Beyond the immediate danger, an untreated clot raises the chance of a second event. The body’s clotting system often reflects an underlying tendency, whether from genetics, immobility, hormonal factors, or cancer. Without treatment, the conditions that created the first clot remain in place. Patients with multiple subsegmental clots who went untreated had a 5.7% rate of recurrent clotting events within 90 days, nearly triple the rate seen in those with a single small clot.

How Long Is Too Long?

There is no single cutoff that separates a “safe” duration from a dangerous one. A tiny subsegmental clot might sit in the lungs for weeks without causing harm and eventually dissolve on its own. A large clot blocking a major pulmonary artery can become life-threatening within hours. The gray zone in between, where a moderate clot causes only mild or intermittent symptoms, is where most undetected PEs live. These are the clots that persist for days to weeks before either worsening enough to prompt medical attention or being caught on imaging ordered for another reason.

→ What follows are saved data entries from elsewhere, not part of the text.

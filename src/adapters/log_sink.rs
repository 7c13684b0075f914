//! Log-based event sink adapter.
//!
//! Implements [`EventSink`] by writing door events through the `log`
//! facade. The server binary bridges `log` into its tracing subscriber, so
//! these lines end up on stderr and in the optional log file.

use log::{info, warn};

use crate::app::events::DoorEvent;
use crate::app::ports::EventSink;

/// Adapter that logs every [`DoorEvent`].
#[derive(Debug, Default)]
pub struct LogEventSink;

impl LogEventSink {
    pub fn new() -> Self {
        Self
    }
}

impl EventSink for LogEventSink {
    fn emit(&mut self, event: &DoorEvent) {
        match event {
            DoorEvent::HardwareReady(reading) => {
                info!("HW    | ready, sensor={:?}", reading);
            }
            DoorEvent::HardwareReleased => {
                info!("HW    | released");
            }
            DoorEvent::CommandIssued(intent) => {
                info!("DOOR  | {} commanded", intent);
            }
            DoorEvent::Confirmed { intent, elapsed_ms } => {
                info!("DOOR  | {} confirmed after {} ms", intent, elapsed_ms);
            }
            DoorEvent::TimedOut { intent, elapsed_ms } => {
                warn!("DOOR  | {} not confirmed after {} ms", intent, elapsed_ms);
            }
            DoorEvent::ForcedDrive(intent) => {
                warn!("DEBUG | forced {} drive, no confirmation", intent);
            }
        }
    }
}
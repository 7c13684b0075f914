//! Request and response bodies for the HTTP surface.

use serde::{Deserialize, Serialize};

/// `?key=<token>` on the authenticated routes. A missing key is rejected
/// by the token check, not by the extractor.
#[derive(Debug, Default, Deserialize)]
pub struct KeyQuery {
    pub key: Option<String>,
}

/// Body of `/api/open` and `/api/close`.
#[derive(Debug, Clone, Copy, PartialEq, Eq, Serialize, Deserialize)]
pub struct CommandResponse {
    pub success: bool,
}

/// Body of every JSON error (401, 500).
#[derive(Debug, Clone, PartialEq, Eq, Serialize, Deserialize)]
pub struct ErrorResponse {
    pub success: bool,
    pub error: String,
}

impl ErrorResponse {
    pub fn new(error: impl Into<String>) -> Self {
        Self {
            success: false,
            error: error.into(),
        }
    }
}

/// Body of `/api/status`.
#[derive(Debug, Clone, PartialEq, Eq, Serialize, Deserialize)]
pub struct StatusResponse {
    pub api: bool,
    pub opened: bool,
    /// Always 100: the hardware has no intermediate position feedback.
    pub position: u8,
    pub power_supply: u8,
    pub wifi_network: String,
    pub last_updated: u64,
}
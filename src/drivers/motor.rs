//! Door motor driver (L298N H-bridge, one channel).
//!
//! Two direction lines plus an enable line. Open drives IN1 LOW / IN2 HIGH,
//! close drives IN1 HIGH / IN2 LOW; enable is asserted first and stays
//! asserted after the command, so the motor remains energized in the last
//! commanded direction until the next command.
//!
//! ## Safety contract
//!
//! This driver is a dumb actuator. Confirmation against the end-stop and
//! the bounded wait live in the orchestrator.

use embedded_hal::digital::OutputPin;

use crate::error::HardwareFault;

#[derive(Debug, Clone, Copy, PartialEq, Eq)]
pub enum Direction {
    Open,
    Close,
}

#[derive(Debug, Clone, Copy, PartialEq, Eq)]
pub enum MotorState {
    Stopped,
    Driving(Direction),
}

/// A claimed output line and the GPIO it sits on (for fault reporting).
pub struct Line<P: OutputPin> {
    pin: P,
    gpio: u8,
}

impl<P: OutputPin> Line<P> {
    pub fn new(pin: P, gpio: u8) -> Self {
        Self { pin, gpio }
    }

    fn set(&mut self, high: bool) -> Result<(), HardwareFault> {
        let res = if high {
            self.pin.set_high()
        } else {
            self.pin.set_low()
        };
        res.map_err(|_| HardwareFault::GpioWriteFailed(self.gpio))
    }
}

pub struct MotorDriver<P: OutputPin> {
    in1: Line<P>,
    in2: Line<P>,
    enable: Line<P>,
    state: MotorState,
}

impl<P: OutputPin> MotorDriver<P> {
    pub fn new(in1: Line<P>, in2: Line<P>, enable: Line<P>) -> Self {
        Self {
            in1,
            in2,
            enable,
            state: MotorState::Stopped,
        }
    }

    pub fn drive(&mut self, direction: Direction) -> Result<(), HardwareFault> {
        self.enable.set(true)?;
        let (in1, in2) = match direction {
            Direction::Open => (false, true),
            Direction::Close => (true, false),
        };
        self.in1.set(in1)?;
        self.in2.set(in2)?;
        self.state = MotorState::Driving(direction);
        Ok(())
    }

    /// De-energize. Only the hardware release path calls this.
    pub fn stop(&mut self) -> Result<(), HardwareFault> {
        self.enable.set(false)?;
        self.in1.set(false)?;
        self.in2.set(false)?;
        self.state = MotorState::Stopped;
        Ok(())
    }

    pub fn state(&self) -> MotorState {
        self.state
    }

    pub fn is_driving(&self) -> bool {
        !matches!(self.state, MotorState::Stopped)
    }
}
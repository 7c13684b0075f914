//! System configuration parameters
//!
//! All tunable parameters for the door controller. Defaults reproduce the
//! fixed constants of the deployed unit; every value can be overridden from
//! a JSON file or command-line flags (see `main.rs`).

use core::time::Duration;

use serde::{Deserialize, Serialize};

use crate::error::ConfigError;
use crate::pins::{self, PinMap};

/// Core door configuration
#[derive(Debug, Clone, PartialEq, Serialize, Deserialize)]
#[serde(default)]
pub struct DoorConfig {
    // --- Auth ---
    /// Length of one token window (seconds)
    pub token_window_secs: u64,

    // --- Orchestrator ---
    /// Maximum wait for sensor confirmation after a drive command (milliseconds)
    pub confirm_timeout_ms: u64,
    /// Sleep between two sensor polls (milliseconds)
    pub poll_interval_ms: u64,

    // --- Hardware ---
    /// PWM frequency of the RGB indicator channels (Hz)
    pub pwm_frequency_hz: u32,
    /// Role-to-pin mapping
    pub pins: PinMap,

    // --- Status report ---
    /// Network label reported by the status endpoint
    pub wifi_network: String,
    /// Estimated power-supply level reported by the status endpoint (0-100%)
    pub power_supply_percent: u8,
}

impl Default for DoorConfig {
    fn default() -> Self {
        Self {
            token_window_secs: 60,
            confirm_timeout_ms: 10_000,
            poll_interval_ms: 20,
            pwm_frequency_hz: pins::LED_PWM_FREQ_HZ,
            pins: PinMap::default(),
            wifi_network: "staff-net".to_string(),
            power_supply_percent: 100,
        }
    }
}

impl DoorConfig {
    /// Reject out-of-range values. Nothing is clamped.
    pub fn validate(&self) -> Result<(), ConfigError> {
        if self.token_window_secs == 0 {
            return Err(ConfigError::ValidationFailed("token_window_secs must be > 0"));
        }
        if self.confirm_timeout_ms == 0 {
            return Err(ConfigError::ValidationFailed("confirm_timeout_ms must be > 0"));
        }
        if self.poll_interval_ms == 0 {
            return Err(ConfigError::ValidationFailed("poll_interval_ms must be > 0"));
        }
        if self.poll_interval_ms >= self.confirm_timeout_ms {
            return Err(ConfigError::ValidationFailed(
                "poll_interval_ms must be below confirm_timeout_ms",
            ));
        }
        if self.pwm_frequency_hz == 0 {
            return Err(ConfigError::ValidationFailed("pwm_frequency_hz must be > 0"));
        }
        if self.power_supply_percent > 100 {
            return Err(ConfigError::ValidationFailed("power_supply_percent must be <= 100"));
        }
        if !self.pins.is_unique() {
            return Err(ConfigError::ValidationFailed("pins must not share a GPIO"));
        }
        Ok(())
    }

    /// Orchestrator timing derived from this config.
    pub fn timing(&self) -> Timing {
        Timing {
            confirm_timeout: Duration::from_millis(self.confirm_timeout_ms),
            poll_interval: Duration::from_millis(self.poll_interval_ms),
        }
    }
}

/// Bounded-wait parameters for one actuation.
#[derive(Debug, Clone, Copy, PartialEq, Eq)]
pub struct Timing {
    pub confirm_timeout: Duration,
    pub poll_interval: Duration,
}

impl Default for Timing {
    fn default() -> Self {
        DoorConfig::default().timing()
    }
}

/// HTTP listener configuration
#[derive(Debug, Clone, PartialEq, Eq, Serialize, Deserialize)]
#[serde(default)]
pub struct ServerConfig {
    /// Host to bind to (default: "0.0.0.0")
    pub host: String,
    /// Port to bind to (default: 4000)
    pub port: u16,
}

impl Default for ServerConfig {
    fn default() -> Self {
        Self {
            host: "0.0.0.0".to_string(),
            port: 4000,
        }
    }
}

impl ServerConfig {
    /// Get the socket address string
    pub fn socket_addr(&self) -> String {
        format!("{}:{}", self.host, self.port)
    }
}

/// On-disk configuration file layout (`--config path.json`).
#[derive(Debug, Clone, Default, PartialEq, Serialize, Deserialize)]
#[serde(default)]
pub struct FileConfig {
    pub door: DoorConfig,
    pub server: ServerConfig,
}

What makes this particularly important is that the body does not always escalate its warning signals. A clot that causes mild breathlessness on day one may cause the same mild breathlessness on day 30, not because it’s harmless, but because the lungs have rerouted blood flow around the blockage. The danger isn’t just the current clot. It’s the risk of a second, larger one forming while the first goes unaddressed. If you’re experiencing unexplained shortness of breath, chest tightness that doesn’t resolve, or unusual fatigue that came on without an obvious cause, especially after a period of immobility, surgery, or a long flight, those symptoms deserve investigation rather than reassurance.